Di Indonesia, pemerintah pusat melalui Badan Nasional Penanggulangan Bencana (BNPB) memperpanjang masa darurat bencana wabah penyakit akibat virus corona di Indonesia hingga 29 Mei 2020.

Perpanjangan masa darurat ini berimbas pada dana, di mana BNPB mempunyai kemudahan akses, antara lain pengerahan sumber daya manusia, pengerahan peralatan, dan pengerahan logistik.

Sejak pertama terdeteksi di Indonesia pada awal Maret, hingga kini sudah lebih dari 170 orang yang positif terinfeksi virus corona dan 5 orang yang meninggal dunia, menurut data pemerintah.

Sementara itu, menurut Pusat Pemodelan Matematika dan Simulasi Institut Teknologi Bandung (ITB) dalam laporan yang diterbitkan pada 15 Maret, memperkirakan puncak epidemi akan terjadi pada akhir Maret.

Simulasi epidemi nCOVID-19 yang berdasarkan Kurva Richards itu memperkirakan jumlah kasus maksimal di Indonesia akan mencapai lebih dari 8.000. Sementara, akhir epidemi diperkirakan akan terjadi pada pertengahan April 2020.

Penelitian itu diperoleh dengan menggunakan parameter model hasil estimasi dari Korea Selatan, yang merupakan negara yang dipandang telah cukup berhasil menjalankan standar operasional prosedur (SOP) pencegahan pandemi penyebaran. Berdasarkan kondisi tersebut, laporan itu mencatat bahwa "bila langkah pencegahan tidak dilakukan secara serius, maka kasus bisa berlipat dalam puluhan, ratusan, ribuan bahkan jutaan penderita."

Menilai langkah-langkah yang telah diambil pemerintah, beserta tingkat kesadaran masyarakat, Direktur Lembaga Biologi Molekuler Eijkmen Profesor Amin Soebandrio mengatakan kemungkinan epidemi akan berlanjut hingga Mei.

"Dengan masuknya bulan puasa bulan April dan juga himbauan dari MUI untuk tidak melakukan ibadah dengan jumlah orang yang besar, kemudian nanti waktu Idul Fitri juga demikian, kita berharap sih setelah itu akan subside," kata Amin.

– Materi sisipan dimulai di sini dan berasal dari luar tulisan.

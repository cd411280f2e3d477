//! Logging service - structured event logging to DuckDB
//!
//! Events are stored in logs.duckdb inside the teller directory. Only event
//! names, command names, backend names and error messages are recorded;
//! amounts, balances, account numbers and e-mail addresses never are.

use std::path::{Path, PathBuf};
use std::sync::atomic::{AtomicU64, Ordering};
use std::sync::Mutex;

use anyhow::{anyhow, Result};
use chrono::Utc;
use duckdb::Connection;
use serde::{Deserialize, Serialize};

use crate::log_migrations::LOG_MIGRATIONS;

/// Counter for generating unique IDs within the same millisecond
static ID_COUNTER: AtomicU64 = AtomicU64::new(0);

/// Unique ID: millisecond timestamp in the high bits, counter in the low 16
fn generate_id() -> u64 {
    let timestamp = now_ms() as u64;
    let counter = ID_COUNTER.fetch_add(1, Ordering::Relaxed) & 0xFFFF;
    (timestamp << 16) | counter
}

/// Current unix timestamp in milliseconds
pub fn now_ms() -> i64 {
    Utc::now().timestamp_millis()
}

fn detect_platform() -> &'static str {
    if cfg!(target_os = "macos") {
        "macos"
    } else if cfg!(target_os = "windows") {
        "windows"
    } else if cfg!(target_os = "linux") {
        "linux"
    } else {
        "unknown"
    }
}

/// Which front end produced an event
#[derive(Debug, Clone, Copy, PartialEq, Eq, Serialize, Deserialize)]
#[serde(rename_all = "lowercase")]
pub enum EntryPoint {
    Cli,
    Library,
}

impl EntryPoint {
    fn as_str(&self) -> &'static str {
        match self {
            EntryPoint::Cli => "cli",
            EntryPoint::Library => "library",
        }
    }
}

/// A log event to be recorded
#[derive(Debug, Clone, Serialize, Deserialize)]
pub struct LogEvent {
    pub event: String,
    #[serde(skip_serializing_if = "Option::is_none")]
    pub command: Option<String>,
    #[serde(skip_serializing_if = "Option::is_none")]
    pub backend: Option<String>,
    #[serde(skip_serializing_if = "Option::is_none")]
    pub error_message: Option<String>,
}

impl LogEvent {
    pub fn new(event: impl Into<String>) -> Self {
        Self {
            event: event.into(),
            command: None,
            backend: None,
            error_message: None,
        }
    }

    pub fn with_command(mut self, command: impl Into<String>) -> Self {
        self.command = Some(command.into());
        self
    }

    pub fn with_backend(mut self, backend: impl Into<String>) -> Self {
        self.backend = Some(backend.into());
        self
    }

    pub fn with_error(mut self, message: impl Into<String>) -> Self {
        self.error_message = Some(message.into());
        self
    }
}

/// A log entry as stored in the database
#[derive(Debug, Clone, Serialize, Deserialize)]
pub struct LogEntry {
    pub id: u64,
    pub timestamp: i64,
    pub entry_point: String,
    pub app_version: String,
    pub platform: String,
    pub event: String,
    pub command: Option<String>,
    pub backend: Option<String>,
    pub error_message: Option<String>,
}

const SELECT_ENTRIES: &str = "SELECT id, timestamp, entry_point, app_version, platform,
        event, command, backend, error_message
 FROM sys_logs";

/// Service for structured event logging
pub struct LoggingService {
    conn: Mutex<Connection>,
    db_path: PathBuf,
    entry_point: EntryPoint,
    app_version: String,
    platform: &'static str,
}

impl LoggingService {
    /// Open or create logs.duckdb in `teller_dir` and apply pending migrations
    pub fn new(
        teller_dir: &Path,
        entry_point: EntryPoint,
        app_version: impl Into<String>,
    ) -> Result<Self> {
        let db_path = teller_dir.join("logs.duckdb");
        let conn = Connection::open(&db_path)?;

        let service = Self {
            conn: Mutex::new(conn),
            db_path,
            entry_point,
            app_version: app_version.into(),
            platform: detect_platform(),
        };

        service.run_migrations()?;

        Ok(service)
    }

    fn connection(&self) -> Result<std::sync::MutexGuard<'_, Connection>> {
        self.conn.lock().map_err(|e| anyhow!("Lock poisoned: {}", e))
    }

    fn run_migrations(&self) -> Result<()> {
        let conn = self.connection()?;
        crate::services::migration::MigrationService::with_migrations(&conn, LOG_MIGRATIONS)
            .run_pending()?;
        Ok(())
    }

    /// Record an event, stamped with entry point, version and platform
    pub fn log(&self, event: LogEvent) -> Result<()> {
        let conn = self.connection()?;

        conn.execute(
            r#"
            INSERT INTO sys_logs (
                id, timestamp, entry_point, app_version, platform,
                event, command, backend, error_message
            ) VALUES (?, ?, ?, ?, ?, ?, ?, ?, ?)
            "#,
            duckdb::params![
                generate_id(),
                now_ms(),
                self.entry_point.as_str(),
                &self.app_version,
                self.platform,
                &event.event,
                &event.command,
                &event.backend,
                &event.error_message,
            ],
        )?;

        Ok(())
    }

    pub fn log_event(&self, event: &str) -> Result<()> {
        self.log(LogEvent::new(event))
    }

    pub fn log_command(&self, command: &str) -> Result<()> {
        self.log(LogEvent::new("command_executed").with_command(command))
    }

    pub fn log_error(&self, event: &str, message: &str) -> Result<()> {
        self.log(LogEvent::new(event).with_error(message))
    }

    /// Most recent entries first
    pub fn get_recent(&self, limit: usize) -> Result<Vec<LogEntry>> {
        self.query_entries(&format!("{} ORDER BY timestamp DESC, id DESC LIMIT ?", SELECT_ENTRIES), limit)
    }

    /// Most recent entries that carry an error message
    pub fn get_errors(&self, limit: usize) -> Result<Vec<LogEntry>> {
        self.query_entries(
            &format!(
                "{} WHERE error_message IS NOT NULL ORDER BY timestamp DESC, id DESC LIMIT ?",
                SELECT_ENTRIES
            ),
            limit,
        )
    }

    fn query_entries(&self, sql: &str, limit: usize) -> Result<Vec<LogEntry>> {
        let conn = self.connection()?;
        let mut stmt = conn.prepare(sql)?;

        let entries = stmt
            .query_map([limit as i64], |row| {
                Ok(LogEntry {
                    id: row.get(0)?,
                    timestamp: row.get(1)?,
                    entry_point: row.get(2)?,
                    app_version: row.get(3)?,
                    platform: row.get(4)?,
                    event: row.get(5)?,
                    command: row.get(6)?,
                    backend: row.get(7)?,
                    error_message: row.get(8)?,
                })
            })?
            .filter_map(|r| r.ok())
            .collect();

        Ok(entries)
    }

    pub fn count(&self) -> Result<u64> {
        let conn = self.connection()?;
        let count: u64 = conn.query_row("SELECT COUNT(*) FROM sys_logs", [], |row| row.get(0))?;
        Ok(count)
    }

    /// Delete logs older than the given unix timestamp in milliseconds
    pub fn delete_before(&self, timestamp_ms: i64) -> Result<u64> {
        let conn = self.connection()?;
        let deleted = conn.execute("DELETE FROM sys_logs WHERE timestamp < ?", [timestamp_ms])?;
        Ok(deleted as u64)
    }

    pub fn db_path(&self) -> &Path {
        &self.db_path
    }
}

#[cfg(test)]
mod tests {
    use super::*;
    use tempfile::tempdir;

    #[test]
    fn test_logging_service_creation() {
        let dir = tempdir().unwrap();
        let service = LoggingService::new(dir.path(), EntryPoint::Cli, "1.0.0").unwrap();

        assert!(service.db_path().exists());
        assert_eq!(service.count().unwrap(), 0);
    }

    #[test]
    fn test_log_with_context() {
        let dir = tempdir().unwrap();
        let service = LoggingService::new(dir.path(), EntryPoint::Cli, "1.0.0").unwrap();

        service
            .log(
                LogEvent::new("deposit_committed")
                    .with_command("deposit")
                    .with_backend("local"),
            )
            .unwrap();

        let entries = service.get_recent(10).unwrap();
        assert_eq!(entries.len(), 1);
        assert_eq!(entries[0].event, "deposit_committed");
        assert_eq!(entries[0].command.as_deref(), Some("deposit"));
        assert_eq!(entries[0].backend.as_deref(), Some("local"));
        assert_eq!(entries[0].entry_point, "cli");
        assert_eq!(entries[0].app_version, "1.0.0");
    }

    #[test]
    fn test_errors_are_filtered() {
        let dir = tempdir().unwrap();
        let service = LoggingService::new(dir.path(), EntryPoint::Library, "1.0.0").unwrap();

        service.log_command("balance").unwrap();
        service
            .log_error("withdraw_failed", "Insufficient funds")
            .unwrap();

        let errors = service.get_errors(10).unwrap();
        assert_eq!(errors.len(), 1);
        assert_eq!(errors[0].event, "withdraw_failed");
        assert_eq!(errors[0].entry_point, "library");
    }

    #[test]
    fn test_count_and_delete() {
        let dir = tempdir().unwrap();
        let service = LoggingService::new(dir.path(), EntryPoint::Cli, "1.0.0").unwrap();

        service.log_event("event1").unwrap();
        service.log_event("event2").unwrap();
        assert_eq!(service.count().unwrap(), 2);

        let deleted = service.delete_before(now_ms() + 1000).unwrap();
        assert_eq!(deleted, 2);
        assert_eq!(service.count().unwrap(), 0);
    }

    #[test]
    fn test_reopen_keeps_entries() {
        let dir = tempdir().unwrap();
        {
            let service = LoggingService::new(dir.path(), EntryPoint::Cli, "1.0.0").unwrap();
            service.log_event("first").unwrap();
        }
        let service = LoggingService::new(dir.path(), EntryPoint::Cli, "1.0.0").unwrap();
        assert_eq!(service.count().unwrap(), 1);
    }
}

"Jadi sekitar bulan Mei akan mulai menurun dengan melihat tren aktivitas petugas kesehatanya pemerintah, baik Kementerian Kesehatan maupun dengan ditunjuknya satgas sehingga semua aktivitas itu lebih terkoordinir saat ini dan juga partisipasi masyarakat yang semakin besar."